For the first time, many people who traditionally voted for the CHP, the party founded by the founding father of modern Turkey Mustafa Kemal Ataturk, are ready to tactically switch vote for the HDP.
Feeling the pressure, AKP representatives have been hysterical in trying to persuade Turkish people not to vote for the HDP and smear their image. Erdogan himself, who is not even running for election, has ranted against Demirtas dubbing him as someone "who stands behind the terror organisation" and a puppet of the jailed leader of the Kurdistan Workers Party (PKK) Abdullah Ocalan.

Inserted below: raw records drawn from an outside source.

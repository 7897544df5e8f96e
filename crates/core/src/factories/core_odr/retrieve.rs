//! Single-flight retrieval with failover.
//!
//! Every distinct [RequestKey] has at most one pending entry. The first
//! caller creates it and spawns the entry's driver task; later callers only
//! add themselves as waiters. The driver asks one peer at a time, verifies
//! the reply, and moves on to the next untried peer on any failure. The
//! final outcome is cloned to every waiter.
//!
//! A caller that stops waiting (its token fires, or its future is dropped)
//! only removes itself. When the last waiter leaves, the entry is aborted.
//!
//! Verified items go into the item store before their entry leaves the
//! pending table, and new callers consult the store under the same lock, so
//! a request is never sent again once its answer is known.

use super::distributor::Distributor;
use bytes::Bytes;
use lodr_api::*;
use std::collections::{hash_map::Entry, HashMap, HashSet};
use std::sync::atomic::{AtomicU64, Ordering};
use std::sync::{Arc, Mutex};
use std::time::Duration;
use tokio::sync::oneshot;

/// Checks a reply payload from a peer against the request's trusted root.
pub(crate) type VerifyFn = fn(&Request, &PeerId, Bytes) -> LodrResult<Verified>;

type Outcome = LodrResult<Verified>;

#[derive(Debug)]
struct PendingEntry {
    id: u64,
    waiters: HashMap<u64, oneshot::Sender<Outcome>>,
    next_waiter: u64,
    abort: CancellationToken,
}

#[derive(Debug)]
pub(crate) struct RetrieveManager {
    dist: Arc<Distributor>,
    item_store: DynItemStore,
    pending: Mutex<HashMap<RequestKey, PendingEntry>>,
    next_entry: AtomicU64,
    peer_wait_grace: Duration,
}

/// Removes its waiter from the entry unless disarmed.
struct WaiterGuard<'a> {
    mgr: &'a RetrieveManager,
    key: RequestKey,
    entry_id: u64,
    waiter_id: u64,
    armed: bool,
}

impl Drop for WaiterGuard<'_> {
    fn drop(&mut self) {
        if self.armed {
            self.mgr.leave(self.key, self.entry_id, self.waiter_id);
        }
    }
}

impl RetrieveManager {
    pub fn new(
        dist: Arc<Distributor>,
        item_store: DynItemStore,
        peer_wait_grace: Duration,
    ) -> Self {
        Self {
            dist,
            item_store,
            pending: Mutex::new(HashMap::new()),
            next_entry: AtomicU64::new(1),
            peer_wait_grace,
        }
    }

    /// Retrieve and verify `request`, sharing the work with concurrent
    /// callers of the same request.
    pub async fn retrieve(
        self: &Arc<Self>,
        cancel: CancellationToken,
        request: Request,
        verify: VerifyFn,
    ) -> LodrResult<Verified> {
        if cancel.is_cancelled() {
            return Err(LodrError::Canceled);
        }

        let key = request.key();
        let (tx, rx) = oneshot::channel();

        let (entry_id, waiter_id) = {
            let mut lock = self.pending.lock().unwrap();
            if !lock.contains_key(&key) {
                if let Some(item) = self.item_store.get(&key) {
                    tracing::trace!(%key, "answered from item store");
                    return Ok(item);
                }
            }
            match lock.entry(key) {
                Entry::Occupied(mut o) => {
                    let e = o.get_mut();
                    let waiter_id = e.next_waiter;
                    e.next_waiter += 1;
                    e.waiters.insert(waiter_id, tx);
                    tracing::trace!(%key, "joined pending request");
                    (e.id, waiter_id)
                }
                Entry::Vacant(v) => {
                    let id = self.next_entry.fetch_add(1, Ordering::Relaxed);
                    let abort = CancellationToken::new();
                    v.insert(PendingEntry {
                        id,
                        waiters: HashMap::from([(0, tx)]),
                        next_waiter: 1,
                        abort: abort.clone(),
                    });
                    tracing::debug!(%key, entry = id, "new pending request");
                    tokio::task::spawn(self.clone().drive(
                        key, id, request, verify, abort,
                    ));
                    (id, 0)
                }
            }
        };

        let mut guard = WaiterGuard {
            mgr: self,
            key,
            entry_id,
            waiter_id,
            armed: true,
        };

        tokio::select! {
            res = rx => {
                // resolve already removed us
                guard.armed = false;
                res.unwrap_or_else(|_| {
                    Err(LodrError::other("retrieval ended without an outcome"))
                })
            }
            _ = cancel.cancelled() => {
                tracing::debug!(%key, "caller canceled");
                drop(guard);
                Err(LodrError::Canceled)
            }
        }
    }

    fn leave(&self, key: RequestKey, entry_id: u64, waiter_id: u64) {
        let mut lock = self.pending.lock().unwrap();
        let Some(e) = lock.get_mut(&key) else {
            return;
        };
        if e.id != entry_id {
            return;
        }
        e.waiters.remove(&waiter_id);
        if e.waiters.is_empty() {
            if let Some(e) = lock.remove(&key) {
                tracing::debug!(%key, entry = entry_id, "last waiter left, aborting");
                e.abort.cancel();
            }
        }
    }

    fn resolve(&self, key: RequestKey, entry_id: u64, outcome: Outcome) {
        let entry = {
            let mut lock = self.pending.lock().unwrap();
            match lock.get(&key) {
                Some(e) if e.id == entry_id => {
                    if let Ok(item) = &outcome {
                        self.item_store.put(key, item.clone());
                    }
                    lock.remove(&key)
                }
                _ => None,
            }
        };

        let Some(entry) = entry else {
            return;
        };

        match &outcome {
            Ok(_) => tracing::debug!(%key, entry = entry_id, "resolved"),
            Err(err) => {
                tracing::debug!(%key, entry = entry_id, %err, "failed")
            }
        }

        for (_, waiter) in entry.waiters {
            let _ = waiter.send(outcome.clone());
        }
    }

    async fn drive(
        self: Arc<Self>,
        key: RequestKey,
        entry_id: u64,
        request: Request,
        verify: VerifyFn,
        abort: CancellationToken,
    ) {
        let outcome = tokio::select! {
            outcome = self.run(&request, verify, &abort) => outcome,
            _ = abort.cancelled() => return,
        };
        self.resolve(key, entry_id, outcome);
    }

    async fn run(
        &self,
        request: &Request,
        verify: VerifyFn,
        abort: &CancellationToken,
    ) -> Outcome {
        let data = request.encode();
        let mut tried: HashSet<PeerId> = HashSet::new();
        let mut attempts = 0;

        loop {
            let mut assignment =
                match self.dist.assign(request, &tried, abort).await {
                    Ok(a) => a,
                    Err(LodrError::NoPeerAvailable) => {
                        if self
                            .dist
                            .wait_for_peer(
                                request,
                                &tried,
                                self.peer_wait_grace,
                                abort,
                            )
                            .await
                        {
                            continue;
                        }
                        return Err(if attempts == 0 {
                            LodrError::NoPeerAvailable
                        } else {
                            LodrError::AllPeersFailed { attempts }
                        });
                    }
                    Err(err) => return Err(err),
                };

            attempts += 1;
            let peer = assignment.peer().clone();
            tried.insert(peer.clone());

            match assignment.send(data.clone()).await {
                Ok((reply, latency)) => match verify(request, &peer, reply) {
                    Ok(verified) => {
                        assignment.complete(PeerOutcome::Success { latency });
                        return Ok(verified);
                    }
                    Err(err) if err.is_peer_local() => {
                        tracing::warn!(?peer, %err, "reply failed verification");
                        assignment.complete(PeerOutcome::InvalidProof);
                    }
                    // not the peer's fault, the slot is released unscored
                    Err(err) => return Err(err),
                },
                Err(failure) => {
                    let outcome = failure.outcome();
                    let err = failure.into_error(peer.clone());
                    tracing::debug!(?peer, %err, "attempt failed");
                    assignment.complete(outcome);
                }
            }
        }
    }

    #[cfg(test)]
    pub fn pending_len(&self) -> usize {
        self.pending.lock().unwrap().len()
    }
}
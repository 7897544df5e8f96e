//! Assigns requests to peers and dispatches them.

use super::router::ReplyRouter;
use bytes::Bytes;
use lodr_api::*;
use std::collections::HashSet;
use std::sync::Arc;
use std::time::{Duration, Instant};
use tokio::sync::watch;

/// Bumps a generation counter on every registry change, so assignments
/// waiting for capacity or for a new peer re-check their options.
#[derive(Debug)]
pub(crate) struct WakeOnChange(watch::Sender<u64>);

impl WakeOnChange {
    pub fn new() -> (Self, watch::Receiver<u64>) {
        let (send, recv) = watch::channel(0);
        (Self(send), recv)
    }

    fn bump(&self) {
        self.0.send_modify(|g| *g = g.wrapping_add(1));
    }
}

impl PeerEventHandler for WakeOnChange {
    fn peer_registered(&self, _info: &PeerInfo) {
        self.bump();
    }

    fn peer_removed(&self, _info: &PeerInfo, _reason: RemoveReason) {
        self.bump();
    }

    fn peer_updated(&self, _peer: &PeerId) {
        self.bump();
    }
}

/// Why a dispatched request produced no usable reply.
#[derive(Debug)]
pub(crate) enum SendFailure {
    /// The transport could not hand off the request.
    Failed(LodrError),
    /// The peer declined.
    CannotServe,
    /// No reply before the deadline.
    Timeout,
    /// The peer went away while we waited.
    PeerGone,
}

impl SendFailure {
    pub fn outcome(&self) -> PeerOutcome {
        match self {
            Self::Failed(_) => PeerOutcome::Failed,
            Self::CannotServe => PeerOutcome::CannotServe,
            Self::Timeout => PeerOutcome::Timeout,
            // the registry no longer knows the peer, this only
            // releases the slot if it was somehow re-registered
            Self::PeerGone => PeerOutcome::Abandoned,
        }
    }

    /// The error this failure reports for `peer`.
    pub fn into_error(self, peer: PeerId) -> LodrError {
        match self {
            Self::Failed(err) => err,
            Self::CannotServe => {
                LodrError::other(format!("peer {peer} cannot serve the request"))
            }
            Self::Timeout => LodrError::Timeout { peer },
            Self::PeerGone => LodrError::PeerGone { peer },
        }
    }
}

enum Pick {
    Assigned(PeerId),
    Busy,
    NoneEligible,
}

#[derive(Debug)]
pub(crate) struct Distributor {
    registry: DynPeerRegistry,
    transport: DynTransport,
    router: Arc<ReplyRouter>,
    wake: watch::Receiver<u64>,
    max_in_flight: usize,
    request_timeout: Duration,
}

impl Distributor {
    pub fn new(
        registry: DynPeerRegistry,
        transport: DynTransport,
        router: Arc<ReplyRouter>,
        wake: watch::Receiver<u64>,
        max_in_flight: usize,
        request_timeout: Duration,
    ) -> Self {
        Self {
            registry,
            transport,
            router,
            wake,
            max_in_flight,
            request_timeout,
        }
    }

    fn eligible(
        &self,
        request: &Request,
        tried: &HashSet<PeerId>,
    ) -> Vec<PeerSnapshot> {
        self.registry.best_peers(
            &|info| info.can_serve(request) && !tried.contains(&info.id),
            usize::MAX,
        )
    }

    fn pick(&self, request: &Request, tried: &HashSet<PeerId>) -> Pick {
        let candidates = self.eligible(request, tried);
        if candidates.is_empty() {
            return Pick::NoneEligible;
        }
        for c in candidates {
            if self
                .registry
                .try_begin_request(&c.info.id, self.max_in_flight)
            {
                return Pick::Assigned(c.info.id);
            }
        }
        Pick::Busy
    }

    /// Reserve a slot at the best eligible peer not in `tried`.
    ///
    /// Fails with [LodrError::NoPeerAvailable] right away if there is no
    /// such peer. If there are some but they are all at capacity, waits
    /// until one frees up or `cancel` fires.
    pub async fn assign(
        self: &Arc<Self>,
        request: &Request,
        tried: &HashSet<PeerId>,
        cancel: &CancellationToken,
    ) -> LodrResult<Assignment> {
        let mut wake = self.wake.clone();
        loop {
            // mark the current generation seen before looking, so a change
            // racing with the pick still wakes us below
            wake.borrow_and_update();

            match self.pick(request, tried) {
                Pick::Assigned(peer) => {
                    tracing::trace!(?peer, kind = ?request.kind(), "assigned");
                    return Ok(Assignment {
                        dist: self.clone(),
                        peer,
                        kind: request.kind(),
                        pending: None,
                        done: false,
                    });
                }
                Pick::NoneEligible => return Err(LodrError::NoPeerAvailable),
                Pick::Busy => {
                    tracing::trace!(kind = ?request.kind(), "all eligible peers busy");
                    tokio::select! {
                        _ = cancel.cancelled() => return Err(LodrError::Canceled),
                        r = wake.changed() => if r.is_err() {
                            return Err(LodrError::other("peer registry closed"));
                        },
                    }
                }
            }
        }
    }

    /// Wait up to `grace` for an eligible peer not in `tried` to show up.
    pub async fn wait_for_peer(
        &self,
        request: &Request,
        tried: &HashSet<PeerId>,
        grace: Duration,
        cancel: &CancellationToken,
    ) -> bool {
        let deadline = tokio::time::Instant::now() + grace;
        let mut wake = self.wake.clone();
        loop {
            wake.borrow_and_update();

            if !self.eligible(request, tried).is_empty() {
                return true;
            }

            tokio::select! {
                _ = tokio::time::sleep_until(deadline) => return false,
                _ = cancel.cancelled() => return false,
                r = wake.changed() => if r.is_err() {
                    return false;
                },
            }
        }
    }
}

/// A reserved in-flight slot at a peer.
///
/// Call [Assignment::complete] with the outcome once the request is done.
/// Dropping an uncompleted assignment releases the slot without affecting
/// the peer's score.
#[derive(Debug)]
pub(crate) struct Assignment {
    dist: Arc<Distributor>,
    peer: PeerId,
    kind: RequestKind,
    pending: Option<RequestId>,
    done: bool,
}

impl Assignment {
    pub fn peer(&self) -> &PeerId {
        &self.peer
    }

    /// Send the encoded request and wait for the reply payload.
    pub async fn send(
        &mut self,
        data: Bytes,
    ) -> Result<(Bytes, Duration), SendFailure> {
        let dist = self.dist.clone();
        let (id, recv) = dist.router.register(self.peer.clone(), self.kind);
        self.pending = Some(id);

        // the registry drops a peer before notifying the router, so a peer
        // removed since assign is either gone here or fails the slot later
        if dist.registry.get(&self.peer).is_none() {
            dist.router.forget(id);
            self.pending = None;
            return Err(SendFailure::PeerGone);
        }

        let start = Instant::now();
        tracing::debug!(peer = ?self.peer, request_id = %id, kind = ?self.kind, "dispatch");

        if let Err(err) = dist
            .transport
            .send(self.peer.clone(), id, self.kind, data)
            .await
        {
            dist.router.forget(id);
            self.pending = None;
            return Err(SendFailure::Failed(err));
        }

        let timeout = dist.request_timeout * self.kind.timeout_factor();
        let res = tokio::time::timeout(timeout, recv).await;

        // on every path below the router no longer holds the slot
        dist.router.forget(id);
        self.pending = None;

        match res {
            Err(_) => {
                tracing::debug!(peer = ?self.peer, request_id = %id, "request timed out");
                Err(SendFailure::Timeout)
            }
            Ok(Err(_)) | Ok(Ok(Err(_))) => Err(SendFailure::PeerGone),
            Ok(Ok(Ok(Reply::CannotServe))) => Err(SendFailure::CannotServe),
            Ok(Ok(Ok(Reply::Data(data)))) => Ok((data, start.elapsed())),
        }
    }

    /// Release the slot and report the outcome to the registry.
    pub fn complete(mut self, outcome: PeerOutcome) {
        self.done = true;
        self.dist.registry.record_outcome(&self.peer, outcome);
    }
}

impl Drop for Assignment {
    fn drop(&mut self) {
        if self.done {
            return;
        }
        if let Some(id) = self.pending.take() {
            self.dist.router.forget(id);
        }
        tracing::trace!(peer = ?self.peer, "assignment abandoned");
        self.dist
            .registry
            .record_outcome(&self.peer, PeerOutcome::Abandoned);
    }
}
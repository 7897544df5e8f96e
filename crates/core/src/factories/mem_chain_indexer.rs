//! A chain indexer backed by a map of section roots.

use super::MemChain;
use lodr_api::*;
use std::collections::HashMap;
use std::sync::{Arc, Mutex};

/// The core stub chain indexer.
/// This is NOT a production module. It is for testing only.
/// It knows exactly the roots it was given.
#[derive(Debug, Default)]
pub struct MemChainIndexer(Mutex<HashMap<(HelperTrieKind, u64), TrustedRoot>>);

impl MemChainIndexer {
    /// Construct an indexer that knows no roots.
    pub fn create() -> Arc<Self> {
        Arc::new(Self::default())
    }

    /// Construct an indexer with confirmed roots for every complete
    /// section of `chain`.
    pub fn from_chain(chain: &MemChain) -> Arc<Self> {
        let out = Self::create();
        for section in 0..chain.sections() {
            if let Some(root) = chain.cht_root(section) {
                out.set_root(HelperTrieKind::Cht, section, root, true);
            }
            if let Some(root) = chain.bloom_trie_root(section) {
                out.set_root(HelperTrieKind::BloomTrie, section, root, true);
            }
        }
        out
    }

    /// Set or replace the root of one section.
    pub fn set_root(
        &self,
        kind: HelperTrieKind,
        section: u64,
        root: Hash,
        confirmed: bool,
    ) {
        self.0.lock().unwrap().insert(
            (kind, section),
            TrustedRoot {
                section,
                root,
                confirmed,
            },
        );
    }
}

impl ChainIndexer for MemChainIndexer {
    fn trusted_root(
        &self,
        kind: HelperTrieKind,
        section: u64,
    ) -> BoxFut<'_, LodrResult<Option<TrustedRoot>>> {
        let out = self.0.lock().unwrap().get(&(kind, section)).copied();
        Box::pin(async move { Ok(out) })
    }
}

Interestingly, Demirtas has never denied meeting Ocalan in jail for advice, highlighting instead the discrepancy between 12 years of government's policies in favour of the Kurds and the anti-Kurdish rhetoric of the electoral campaign. Since 2002, Kurdish-language television and school classes have been greenlighted by the Erdogan's government. Ten years after, the government officially began talks with the PKK.
Erdogan's party is the second most popular in the Kurdish southeast region, but the recent hawkish rhetoric of the flamboyant Turkish president risks compromising the support in the area.
"The AKP is in a really delicate situation," Seckin said. "The AKP made a lot of concessions on the PKK peace process and that will award the nationalist party [MHP]. That's why Erdogan intensified the anti-Kurdish rhetoric in the past months."
If the HDP fails to enter parliament, the AKP will gain seats from the party, emboldening Erdogan's plans for a presidential reform. Ayse Erdem, the HDP's co-leader in Istanbul told the Guardian that they "fully expect that there will be attempts at cheating". Accusations of vote-rigging tainted last March's municipal elections and opposition activists fear government supporters will try to switch the thousand votes needed to secure an AKP majority.
Citizens group are organising to carry out their own monitoring. But experts warn that if the HDP is excluded from the parliament, Erdogan opposers are ready to take to the streets in a nationwide protest that could rival Gezi Park in 2013.
"I will not be surprised to see a movement similar to Gezi, involving a wide social spectrum: secular people, Muslims, urban and countryside, middle-class and working class people," Seckin said. "Around 50-55% of the country's population is entirely opposed to Erdogan. That has always been the case."